Below are entries. Pull out all lines containing "RenderError".

Segment Start: Provided data

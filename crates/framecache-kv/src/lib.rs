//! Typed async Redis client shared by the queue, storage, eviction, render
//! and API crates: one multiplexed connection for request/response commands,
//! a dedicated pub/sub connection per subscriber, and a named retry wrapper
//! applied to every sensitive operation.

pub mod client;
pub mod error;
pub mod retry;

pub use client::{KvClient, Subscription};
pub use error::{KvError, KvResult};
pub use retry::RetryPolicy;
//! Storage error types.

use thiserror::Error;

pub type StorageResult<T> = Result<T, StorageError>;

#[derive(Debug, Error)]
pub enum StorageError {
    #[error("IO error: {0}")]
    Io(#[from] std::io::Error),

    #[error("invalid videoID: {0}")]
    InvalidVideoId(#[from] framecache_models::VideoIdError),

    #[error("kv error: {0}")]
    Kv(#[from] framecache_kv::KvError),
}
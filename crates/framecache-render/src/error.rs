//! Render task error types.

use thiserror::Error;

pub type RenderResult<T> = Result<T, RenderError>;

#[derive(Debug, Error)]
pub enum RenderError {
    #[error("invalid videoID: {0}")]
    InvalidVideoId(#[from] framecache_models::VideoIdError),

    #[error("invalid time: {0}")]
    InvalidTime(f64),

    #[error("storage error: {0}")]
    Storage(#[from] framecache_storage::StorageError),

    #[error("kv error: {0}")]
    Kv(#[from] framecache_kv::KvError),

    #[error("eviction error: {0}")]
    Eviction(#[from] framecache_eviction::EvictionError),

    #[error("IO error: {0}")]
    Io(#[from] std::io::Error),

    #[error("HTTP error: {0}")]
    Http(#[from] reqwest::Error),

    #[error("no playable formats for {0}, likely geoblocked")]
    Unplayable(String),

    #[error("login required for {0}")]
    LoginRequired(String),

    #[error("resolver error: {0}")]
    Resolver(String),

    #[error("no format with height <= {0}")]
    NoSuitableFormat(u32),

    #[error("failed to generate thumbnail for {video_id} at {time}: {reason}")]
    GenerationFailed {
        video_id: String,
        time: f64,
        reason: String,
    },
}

Segment End: Provided data

The answer ▸
pub type RenderResult<T> = Result<T, RenderError>;
pub enum RenderError {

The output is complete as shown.